Brief:
Check each line of the entries below for the word "cannot", and copy out the ones that have it.

─── Data for analysis ───

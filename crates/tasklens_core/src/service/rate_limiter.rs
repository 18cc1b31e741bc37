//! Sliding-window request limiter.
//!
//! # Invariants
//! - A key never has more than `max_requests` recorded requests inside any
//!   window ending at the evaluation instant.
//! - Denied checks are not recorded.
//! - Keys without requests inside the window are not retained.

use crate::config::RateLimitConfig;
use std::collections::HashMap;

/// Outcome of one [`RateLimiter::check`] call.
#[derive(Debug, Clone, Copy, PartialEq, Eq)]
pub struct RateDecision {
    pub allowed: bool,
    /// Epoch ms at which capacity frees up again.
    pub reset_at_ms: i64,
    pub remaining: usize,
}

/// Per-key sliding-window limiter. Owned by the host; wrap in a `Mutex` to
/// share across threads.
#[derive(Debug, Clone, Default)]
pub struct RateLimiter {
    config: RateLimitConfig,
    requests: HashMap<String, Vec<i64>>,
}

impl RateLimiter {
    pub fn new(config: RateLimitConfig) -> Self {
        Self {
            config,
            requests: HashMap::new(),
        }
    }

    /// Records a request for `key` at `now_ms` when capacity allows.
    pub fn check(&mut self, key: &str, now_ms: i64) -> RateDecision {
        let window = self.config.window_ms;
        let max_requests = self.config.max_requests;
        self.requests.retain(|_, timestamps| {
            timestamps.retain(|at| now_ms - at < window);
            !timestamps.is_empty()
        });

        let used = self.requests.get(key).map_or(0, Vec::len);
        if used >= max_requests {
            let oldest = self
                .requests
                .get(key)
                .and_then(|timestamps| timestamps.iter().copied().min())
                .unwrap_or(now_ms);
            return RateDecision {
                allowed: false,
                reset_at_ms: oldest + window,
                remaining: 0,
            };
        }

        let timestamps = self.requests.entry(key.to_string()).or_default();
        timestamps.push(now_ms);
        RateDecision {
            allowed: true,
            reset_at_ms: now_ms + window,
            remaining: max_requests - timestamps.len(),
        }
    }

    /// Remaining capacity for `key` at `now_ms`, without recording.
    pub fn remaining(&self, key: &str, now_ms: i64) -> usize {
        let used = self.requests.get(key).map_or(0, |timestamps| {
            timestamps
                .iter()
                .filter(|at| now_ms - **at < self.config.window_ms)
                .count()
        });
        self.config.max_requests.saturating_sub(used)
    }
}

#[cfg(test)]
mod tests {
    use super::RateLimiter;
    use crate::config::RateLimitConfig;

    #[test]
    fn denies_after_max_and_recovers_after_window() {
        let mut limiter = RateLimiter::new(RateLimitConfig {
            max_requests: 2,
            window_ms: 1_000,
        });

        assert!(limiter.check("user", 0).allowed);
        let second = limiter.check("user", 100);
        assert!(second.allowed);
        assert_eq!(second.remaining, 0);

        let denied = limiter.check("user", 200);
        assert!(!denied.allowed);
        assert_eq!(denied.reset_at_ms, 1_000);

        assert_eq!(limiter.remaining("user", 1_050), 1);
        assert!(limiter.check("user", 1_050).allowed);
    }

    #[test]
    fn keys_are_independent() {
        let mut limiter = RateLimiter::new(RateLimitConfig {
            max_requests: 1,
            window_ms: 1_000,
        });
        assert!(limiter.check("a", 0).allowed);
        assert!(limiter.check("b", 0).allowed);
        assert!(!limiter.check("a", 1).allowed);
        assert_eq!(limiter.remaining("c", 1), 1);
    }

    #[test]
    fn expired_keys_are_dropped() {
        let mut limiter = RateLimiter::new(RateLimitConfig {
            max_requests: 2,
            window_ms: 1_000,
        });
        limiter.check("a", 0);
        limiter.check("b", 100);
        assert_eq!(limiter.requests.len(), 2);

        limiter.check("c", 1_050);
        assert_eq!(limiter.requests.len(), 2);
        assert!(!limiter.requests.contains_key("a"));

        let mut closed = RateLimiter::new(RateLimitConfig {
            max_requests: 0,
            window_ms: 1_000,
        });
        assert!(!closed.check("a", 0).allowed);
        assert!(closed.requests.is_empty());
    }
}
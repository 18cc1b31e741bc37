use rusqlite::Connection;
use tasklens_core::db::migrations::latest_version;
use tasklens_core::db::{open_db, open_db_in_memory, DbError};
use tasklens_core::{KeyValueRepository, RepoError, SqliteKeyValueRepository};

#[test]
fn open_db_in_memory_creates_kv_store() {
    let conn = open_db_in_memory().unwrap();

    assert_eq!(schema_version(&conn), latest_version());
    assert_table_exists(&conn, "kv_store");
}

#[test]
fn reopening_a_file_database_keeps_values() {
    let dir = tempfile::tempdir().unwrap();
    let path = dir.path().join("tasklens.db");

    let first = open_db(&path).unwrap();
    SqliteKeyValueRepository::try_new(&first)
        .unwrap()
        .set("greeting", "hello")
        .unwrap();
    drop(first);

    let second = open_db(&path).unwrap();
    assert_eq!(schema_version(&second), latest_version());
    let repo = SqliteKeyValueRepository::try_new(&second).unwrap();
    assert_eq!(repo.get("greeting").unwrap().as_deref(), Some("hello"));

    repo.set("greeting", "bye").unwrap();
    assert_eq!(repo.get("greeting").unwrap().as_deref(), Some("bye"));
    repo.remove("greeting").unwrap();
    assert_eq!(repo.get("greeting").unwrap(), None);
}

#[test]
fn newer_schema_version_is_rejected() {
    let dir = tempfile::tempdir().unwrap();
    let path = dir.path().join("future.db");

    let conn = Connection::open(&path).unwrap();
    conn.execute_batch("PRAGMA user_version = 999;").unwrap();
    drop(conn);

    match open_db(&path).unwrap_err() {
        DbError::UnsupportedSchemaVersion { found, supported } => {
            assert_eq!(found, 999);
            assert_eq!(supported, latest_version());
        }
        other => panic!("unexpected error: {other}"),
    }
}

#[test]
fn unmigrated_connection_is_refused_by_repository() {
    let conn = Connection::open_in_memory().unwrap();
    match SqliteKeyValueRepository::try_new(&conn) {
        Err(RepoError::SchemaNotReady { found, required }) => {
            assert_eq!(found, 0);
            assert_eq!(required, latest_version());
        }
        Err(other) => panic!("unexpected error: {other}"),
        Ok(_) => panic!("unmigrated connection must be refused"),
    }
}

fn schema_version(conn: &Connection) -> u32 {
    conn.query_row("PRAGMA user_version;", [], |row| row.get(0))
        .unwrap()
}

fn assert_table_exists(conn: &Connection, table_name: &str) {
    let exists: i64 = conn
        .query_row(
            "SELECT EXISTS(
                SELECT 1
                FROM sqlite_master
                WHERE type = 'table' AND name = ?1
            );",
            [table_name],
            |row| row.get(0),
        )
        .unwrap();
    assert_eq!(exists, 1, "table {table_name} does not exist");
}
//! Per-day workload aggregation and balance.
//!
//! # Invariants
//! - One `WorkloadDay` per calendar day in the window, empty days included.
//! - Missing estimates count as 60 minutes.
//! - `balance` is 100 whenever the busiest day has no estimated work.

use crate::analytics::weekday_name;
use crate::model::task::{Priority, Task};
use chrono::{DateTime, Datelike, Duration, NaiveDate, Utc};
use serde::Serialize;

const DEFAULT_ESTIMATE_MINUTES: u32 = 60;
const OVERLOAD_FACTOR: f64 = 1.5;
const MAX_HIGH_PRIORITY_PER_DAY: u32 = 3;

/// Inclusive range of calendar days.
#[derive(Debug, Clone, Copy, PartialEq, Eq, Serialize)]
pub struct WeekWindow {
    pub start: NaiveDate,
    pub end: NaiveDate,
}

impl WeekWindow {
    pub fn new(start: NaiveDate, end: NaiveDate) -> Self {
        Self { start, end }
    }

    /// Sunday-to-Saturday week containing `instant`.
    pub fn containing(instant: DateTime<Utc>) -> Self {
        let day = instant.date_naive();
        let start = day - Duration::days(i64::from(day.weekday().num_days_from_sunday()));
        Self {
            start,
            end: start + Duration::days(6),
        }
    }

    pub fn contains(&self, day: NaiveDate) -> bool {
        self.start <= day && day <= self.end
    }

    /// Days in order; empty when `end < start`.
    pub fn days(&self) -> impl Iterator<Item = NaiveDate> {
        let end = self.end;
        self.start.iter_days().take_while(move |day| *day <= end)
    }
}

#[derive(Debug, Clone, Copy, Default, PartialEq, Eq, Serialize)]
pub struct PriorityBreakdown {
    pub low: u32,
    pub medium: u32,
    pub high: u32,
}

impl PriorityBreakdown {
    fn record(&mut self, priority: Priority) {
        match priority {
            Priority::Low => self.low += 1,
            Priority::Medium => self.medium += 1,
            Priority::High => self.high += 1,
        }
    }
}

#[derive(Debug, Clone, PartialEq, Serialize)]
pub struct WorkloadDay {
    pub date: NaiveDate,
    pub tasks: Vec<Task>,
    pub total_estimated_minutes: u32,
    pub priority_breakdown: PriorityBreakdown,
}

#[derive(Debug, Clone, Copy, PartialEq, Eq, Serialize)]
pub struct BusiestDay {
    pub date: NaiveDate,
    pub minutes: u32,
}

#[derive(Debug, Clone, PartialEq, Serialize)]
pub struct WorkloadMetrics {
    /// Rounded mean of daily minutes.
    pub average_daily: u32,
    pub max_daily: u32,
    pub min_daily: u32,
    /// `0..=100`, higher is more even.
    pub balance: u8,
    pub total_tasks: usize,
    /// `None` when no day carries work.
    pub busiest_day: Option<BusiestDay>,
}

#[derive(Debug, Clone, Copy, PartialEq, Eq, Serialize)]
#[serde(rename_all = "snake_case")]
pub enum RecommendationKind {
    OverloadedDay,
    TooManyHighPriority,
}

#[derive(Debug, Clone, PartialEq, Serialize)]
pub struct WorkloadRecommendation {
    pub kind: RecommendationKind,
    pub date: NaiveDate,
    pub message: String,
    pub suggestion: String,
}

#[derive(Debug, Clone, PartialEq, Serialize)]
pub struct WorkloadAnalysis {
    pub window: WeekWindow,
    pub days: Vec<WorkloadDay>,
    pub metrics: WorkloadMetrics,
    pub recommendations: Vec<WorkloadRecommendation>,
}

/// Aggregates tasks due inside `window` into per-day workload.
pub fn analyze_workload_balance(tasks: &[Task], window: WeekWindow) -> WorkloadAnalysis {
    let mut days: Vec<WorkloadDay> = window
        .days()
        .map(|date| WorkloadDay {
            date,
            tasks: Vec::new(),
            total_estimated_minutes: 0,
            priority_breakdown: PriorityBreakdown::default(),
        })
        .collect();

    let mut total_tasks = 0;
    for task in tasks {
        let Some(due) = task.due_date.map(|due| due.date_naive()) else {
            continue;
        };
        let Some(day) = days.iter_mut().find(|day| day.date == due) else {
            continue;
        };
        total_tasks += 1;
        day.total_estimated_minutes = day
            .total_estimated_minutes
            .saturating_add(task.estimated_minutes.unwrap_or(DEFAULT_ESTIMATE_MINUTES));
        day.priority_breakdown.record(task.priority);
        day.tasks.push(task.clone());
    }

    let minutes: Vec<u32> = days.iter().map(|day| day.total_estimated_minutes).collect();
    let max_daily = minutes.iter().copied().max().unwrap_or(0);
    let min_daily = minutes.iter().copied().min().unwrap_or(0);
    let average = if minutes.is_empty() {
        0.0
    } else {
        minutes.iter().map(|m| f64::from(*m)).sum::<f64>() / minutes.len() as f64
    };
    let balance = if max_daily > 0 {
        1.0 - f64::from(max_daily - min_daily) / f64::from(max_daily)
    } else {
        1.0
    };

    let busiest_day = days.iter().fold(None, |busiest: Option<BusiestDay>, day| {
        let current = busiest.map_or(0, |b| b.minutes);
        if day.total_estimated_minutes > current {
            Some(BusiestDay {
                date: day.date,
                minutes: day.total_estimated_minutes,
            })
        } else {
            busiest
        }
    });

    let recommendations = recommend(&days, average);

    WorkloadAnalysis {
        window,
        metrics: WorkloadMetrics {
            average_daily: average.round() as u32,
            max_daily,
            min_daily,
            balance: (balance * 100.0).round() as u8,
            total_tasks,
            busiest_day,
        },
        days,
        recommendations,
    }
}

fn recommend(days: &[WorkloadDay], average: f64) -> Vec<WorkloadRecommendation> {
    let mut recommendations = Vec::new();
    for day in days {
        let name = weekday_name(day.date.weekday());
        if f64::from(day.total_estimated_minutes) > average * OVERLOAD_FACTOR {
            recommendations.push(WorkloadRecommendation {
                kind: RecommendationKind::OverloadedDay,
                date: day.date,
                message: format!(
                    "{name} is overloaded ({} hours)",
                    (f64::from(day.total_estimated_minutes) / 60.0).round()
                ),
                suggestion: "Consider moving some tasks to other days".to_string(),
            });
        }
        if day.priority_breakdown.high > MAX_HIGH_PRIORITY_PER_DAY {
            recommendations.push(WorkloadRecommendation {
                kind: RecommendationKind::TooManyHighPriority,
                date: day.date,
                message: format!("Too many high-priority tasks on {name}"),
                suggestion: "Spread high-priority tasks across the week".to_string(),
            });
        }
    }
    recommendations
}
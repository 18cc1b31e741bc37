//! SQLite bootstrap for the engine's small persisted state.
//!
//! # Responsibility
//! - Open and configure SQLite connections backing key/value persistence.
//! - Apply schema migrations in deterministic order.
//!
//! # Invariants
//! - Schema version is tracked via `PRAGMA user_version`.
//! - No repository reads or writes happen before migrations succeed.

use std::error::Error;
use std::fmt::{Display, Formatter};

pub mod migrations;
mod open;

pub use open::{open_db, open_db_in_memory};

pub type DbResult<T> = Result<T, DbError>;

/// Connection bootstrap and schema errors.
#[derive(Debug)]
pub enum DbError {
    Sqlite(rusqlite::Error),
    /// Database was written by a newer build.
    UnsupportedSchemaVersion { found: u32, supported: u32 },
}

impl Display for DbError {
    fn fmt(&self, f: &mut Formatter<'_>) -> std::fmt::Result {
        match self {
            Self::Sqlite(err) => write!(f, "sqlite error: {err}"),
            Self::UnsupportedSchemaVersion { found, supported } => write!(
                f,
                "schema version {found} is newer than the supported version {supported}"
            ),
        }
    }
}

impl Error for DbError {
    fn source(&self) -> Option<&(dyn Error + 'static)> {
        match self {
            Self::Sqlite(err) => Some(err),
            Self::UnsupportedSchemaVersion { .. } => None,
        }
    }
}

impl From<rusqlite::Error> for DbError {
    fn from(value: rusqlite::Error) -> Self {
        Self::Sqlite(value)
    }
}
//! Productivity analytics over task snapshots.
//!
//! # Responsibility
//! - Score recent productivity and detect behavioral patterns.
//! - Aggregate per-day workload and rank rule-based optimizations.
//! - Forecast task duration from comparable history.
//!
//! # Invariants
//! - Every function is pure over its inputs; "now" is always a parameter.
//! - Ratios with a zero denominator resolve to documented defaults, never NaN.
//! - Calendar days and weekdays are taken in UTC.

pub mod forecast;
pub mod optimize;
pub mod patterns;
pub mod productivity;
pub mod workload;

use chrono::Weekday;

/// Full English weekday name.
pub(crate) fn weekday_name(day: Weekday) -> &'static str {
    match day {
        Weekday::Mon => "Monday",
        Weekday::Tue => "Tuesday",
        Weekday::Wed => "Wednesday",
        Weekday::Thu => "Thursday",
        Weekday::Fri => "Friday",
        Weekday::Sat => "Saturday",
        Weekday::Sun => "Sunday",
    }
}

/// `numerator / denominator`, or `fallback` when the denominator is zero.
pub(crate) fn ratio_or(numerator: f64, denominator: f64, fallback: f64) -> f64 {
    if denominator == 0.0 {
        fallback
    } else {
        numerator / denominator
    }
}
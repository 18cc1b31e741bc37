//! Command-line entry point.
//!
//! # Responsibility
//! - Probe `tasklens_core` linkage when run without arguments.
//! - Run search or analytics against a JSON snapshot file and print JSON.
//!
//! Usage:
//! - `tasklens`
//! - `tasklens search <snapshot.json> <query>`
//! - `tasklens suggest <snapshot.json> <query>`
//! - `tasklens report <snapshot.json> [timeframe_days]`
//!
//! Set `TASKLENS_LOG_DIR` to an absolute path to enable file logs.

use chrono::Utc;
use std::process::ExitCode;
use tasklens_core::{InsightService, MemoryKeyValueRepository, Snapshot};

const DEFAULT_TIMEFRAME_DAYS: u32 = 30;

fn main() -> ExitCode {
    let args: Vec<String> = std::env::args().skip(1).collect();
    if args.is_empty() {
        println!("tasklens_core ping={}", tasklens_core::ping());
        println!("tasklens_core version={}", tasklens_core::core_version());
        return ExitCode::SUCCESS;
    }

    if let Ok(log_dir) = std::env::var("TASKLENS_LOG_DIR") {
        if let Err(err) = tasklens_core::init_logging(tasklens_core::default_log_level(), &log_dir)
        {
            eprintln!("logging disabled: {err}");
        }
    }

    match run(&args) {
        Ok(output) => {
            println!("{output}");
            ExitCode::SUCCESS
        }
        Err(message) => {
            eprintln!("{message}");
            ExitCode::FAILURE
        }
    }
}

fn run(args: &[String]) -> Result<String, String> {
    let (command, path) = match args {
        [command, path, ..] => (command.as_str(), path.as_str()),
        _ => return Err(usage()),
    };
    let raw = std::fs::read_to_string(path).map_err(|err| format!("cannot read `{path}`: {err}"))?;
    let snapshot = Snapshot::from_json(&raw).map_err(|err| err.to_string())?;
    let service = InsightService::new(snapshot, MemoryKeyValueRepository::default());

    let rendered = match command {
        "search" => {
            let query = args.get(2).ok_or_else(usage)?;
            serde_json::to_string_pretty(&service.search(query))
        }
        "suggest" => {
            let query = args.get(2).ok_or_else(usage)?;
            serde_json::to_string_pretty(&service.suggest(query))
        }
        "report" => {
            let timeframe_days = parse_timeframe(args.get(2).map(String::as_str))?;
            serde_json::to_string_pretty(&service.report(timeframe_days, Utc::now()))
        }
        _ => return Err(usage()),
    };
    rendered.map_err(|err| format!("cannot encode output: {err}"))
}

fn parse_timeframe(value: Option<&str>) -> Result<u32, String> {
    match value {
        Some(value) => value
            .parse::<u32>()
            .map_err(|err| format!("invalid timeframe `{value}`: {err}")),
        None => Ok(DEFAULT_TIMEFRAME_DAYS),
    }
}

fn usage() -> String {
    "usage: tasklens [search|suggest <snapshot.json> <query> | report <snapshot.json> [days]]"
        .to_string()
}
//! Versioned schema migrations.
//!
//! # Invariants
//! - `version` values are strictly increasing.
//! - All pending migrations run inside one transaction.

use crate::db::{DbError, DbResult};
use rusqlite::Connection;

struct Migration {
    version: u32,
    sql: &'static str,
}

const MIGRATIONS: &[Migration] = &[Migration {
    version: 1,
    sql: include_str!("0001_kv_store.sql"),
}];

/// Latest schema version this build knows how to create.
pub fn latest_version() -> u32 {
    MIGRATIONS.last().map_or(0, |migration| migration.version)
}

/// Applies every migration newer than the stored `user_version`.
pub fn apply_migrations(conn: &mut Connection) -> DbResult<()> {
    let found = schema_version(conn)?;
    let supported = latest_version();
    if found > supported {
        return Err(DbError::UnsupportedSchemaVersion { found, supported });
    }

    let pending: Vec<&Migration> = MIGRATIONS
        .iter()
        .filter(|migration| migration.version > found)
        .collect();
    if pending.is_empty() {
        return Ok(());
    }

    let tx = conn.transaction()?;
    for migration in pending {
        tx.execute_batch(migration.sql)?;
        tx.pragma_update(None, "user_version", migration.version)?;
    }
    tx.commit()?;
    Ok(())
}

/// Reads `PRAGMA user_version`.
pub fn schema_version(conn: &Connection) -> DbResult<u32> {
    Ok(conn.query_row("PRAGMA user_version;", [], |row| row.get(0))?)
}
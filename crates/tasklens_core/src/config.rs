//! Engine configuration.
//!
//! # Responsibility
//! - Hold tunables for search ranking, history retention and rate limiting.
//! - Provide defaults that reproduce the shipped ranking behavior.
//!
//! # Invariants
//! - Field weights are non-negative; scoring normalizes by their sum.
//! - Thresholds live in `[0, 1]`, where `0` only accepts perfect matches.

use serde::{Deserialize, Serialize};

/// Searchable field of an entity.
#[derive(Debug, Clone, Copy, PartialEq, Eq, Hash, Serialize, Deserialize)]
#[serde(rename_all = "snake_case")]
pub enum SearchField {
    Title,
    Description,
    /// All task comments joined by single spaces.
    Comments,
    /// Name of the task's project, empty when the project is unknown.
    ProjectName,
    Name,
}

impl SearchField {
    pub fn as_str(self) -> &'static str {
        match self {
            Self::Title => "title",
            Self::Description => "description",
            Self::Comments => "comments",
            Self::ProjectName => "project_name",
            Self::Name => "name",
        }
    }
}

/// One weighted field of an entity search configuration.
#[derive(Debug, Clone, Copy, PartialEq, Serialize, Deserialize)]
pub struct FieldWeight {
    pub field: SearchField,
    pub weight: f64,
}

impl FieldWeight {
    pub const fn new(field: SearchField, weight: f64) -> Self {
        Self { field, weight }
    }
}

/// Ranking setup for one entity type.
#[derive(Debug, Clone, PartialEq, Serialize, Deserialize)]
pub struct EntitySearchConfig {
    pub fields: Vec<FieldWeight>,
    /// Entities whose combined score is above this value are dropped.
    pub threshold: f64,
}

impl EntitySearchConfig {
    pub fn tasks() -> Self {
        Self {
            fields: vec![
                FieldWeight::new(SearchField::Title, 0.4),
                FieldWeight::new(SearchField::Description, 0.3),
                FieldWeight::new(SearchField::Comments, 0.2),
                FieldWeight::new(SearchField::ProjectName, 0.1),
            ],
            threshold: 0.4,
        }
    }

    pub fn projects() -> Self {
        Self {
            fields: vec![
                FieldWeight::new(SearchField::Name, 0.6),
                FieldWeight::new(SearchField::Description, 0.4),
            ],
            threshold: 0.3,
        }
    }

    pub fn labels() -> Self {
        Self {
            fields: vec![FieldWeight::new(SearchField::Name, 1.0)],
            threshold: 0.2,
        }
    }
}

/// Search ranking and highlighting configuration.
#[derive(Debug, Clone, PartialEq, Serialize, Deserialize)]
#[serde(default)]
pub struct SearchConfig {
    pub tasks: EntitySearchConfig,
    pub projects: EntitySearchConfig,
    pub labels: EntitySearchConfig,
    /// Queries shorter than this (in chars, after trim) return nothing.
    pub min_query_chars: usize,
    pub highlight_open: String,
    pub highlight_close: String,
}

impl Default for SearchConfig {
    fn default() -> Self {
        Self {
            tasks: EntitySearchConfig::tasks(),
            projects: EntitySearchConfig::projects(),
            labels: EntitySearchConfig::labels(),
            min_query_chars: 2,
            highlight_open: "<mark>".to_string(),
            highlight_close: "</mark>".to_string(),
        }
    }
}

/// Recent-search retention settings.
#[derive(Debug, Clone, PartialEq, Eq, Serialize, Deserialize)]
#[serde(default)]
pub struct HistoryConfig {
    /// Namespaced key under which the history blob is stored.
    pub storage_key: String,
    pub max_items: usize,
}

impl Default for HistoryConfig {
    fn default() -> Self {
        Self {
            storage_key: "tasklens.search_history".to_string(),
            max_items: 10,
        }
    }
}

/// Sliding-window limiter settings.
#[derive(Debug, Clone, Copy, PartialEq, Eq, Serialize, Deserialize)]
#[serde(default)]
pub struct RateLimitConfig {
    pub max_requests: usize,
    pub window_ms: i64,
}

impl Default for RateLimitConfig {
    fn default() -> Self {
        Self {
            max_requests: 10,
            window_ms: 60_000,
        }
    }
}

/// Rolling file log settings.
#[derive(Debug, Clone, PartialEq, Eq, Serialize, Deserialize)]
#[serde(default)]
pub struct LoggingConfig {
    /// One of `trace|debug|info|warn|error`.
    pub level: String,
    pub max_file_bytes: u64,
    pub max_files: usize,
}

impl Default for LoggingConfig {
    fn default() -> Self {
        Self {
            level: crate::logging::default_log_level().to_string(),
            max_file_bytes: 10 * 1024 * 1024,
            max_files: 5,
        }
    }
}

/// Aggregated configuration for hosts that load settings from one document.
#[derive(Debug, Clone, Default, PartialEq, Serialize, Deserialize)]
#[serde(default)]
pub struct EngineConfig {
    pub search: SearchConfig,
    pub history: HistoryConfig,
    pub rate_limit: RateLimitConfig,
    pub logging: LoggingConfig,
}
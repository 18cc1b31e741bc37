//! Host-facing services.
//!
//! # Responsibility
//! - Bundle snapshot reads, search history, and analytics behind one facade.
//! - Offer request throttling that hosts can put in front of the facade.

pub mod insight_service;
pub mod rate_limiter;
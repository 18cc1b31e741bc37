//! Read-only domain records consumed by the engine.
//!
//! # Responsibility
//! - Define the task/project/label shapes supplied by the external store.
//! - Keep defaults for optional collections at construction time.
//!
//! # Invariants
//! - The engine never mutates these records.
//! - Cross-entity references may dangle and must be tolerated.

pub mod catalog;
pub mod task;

───

Response:
    let raw = std::fs::read_to_string(path).map_err(|err| format!("cannot read `{path}`: {err}"))?;
    rendered.map_err(|err| format!("cannot encode output: {err}"))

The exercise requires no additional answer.